THE PROBLEM
A single figure is required: the number of lines below in which the word "BrokerId" occurs.

INPUT DATA
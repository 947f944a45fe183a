use crate::broker::{BrokerId, BrokerProfile, FieldAliases};
use crate::import::engine::{RowQuirks, TableParser};
use crate::util::date::DateConvention;

static PROFILE: BrokerProfile = BrokerProfile {
    id: BrokerId::Etoro,
    display_name: "eToro",
    date_convention: DateConvention::DayMonthYearSlash,
    default_currency: "USD",
    aliases: FieldAliases {
        date: &["open date", "date", "time"],
        ticker: &["ticker"],
        instrument: &["instrument", "details"],
        action: &["type", "action"],
        quantity: &["units"],
        price: &["open rate", "openrate", "rate"],
        total: &["amount"],
        currency: &["currency"],
        fee: &["fees", "commission"],
    },
};

pub fn parser() -> TableParser {
    TableParser { profile: &PROFILE, quirks: RowQuirks::default() }
}
use openbroker::import::RawInput;

pub fn csv_input(name: &str, content: &str) -> RawInput {
    RawInput::new(name.to_string(), "text/csv".to_string(), content.to_string())
}
use itertools::Itertools;
use sha2::{Digest, Sha256};

/// Deterministic fingerprint of one raw row, for downstream idempotent
/// imports. Pairs are sorted by column name so the hash is independent of
/// column order in the source file.
pub fn row_fingerprint<'a>(
    pairs: impl IntoIterator<Item = (&'a str, &'a str)>,
) -> String {
    let joined = pairs
        .into_iter()
        .sorted()
        .map(|(k, v)| format!("{k}={v}"))
        .join("\u{1f}");
    let digest = Sha256::digest(joined.as_bytes());
    hex::encode(digest)
}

SOLUTION TO THIS PROBLEM
2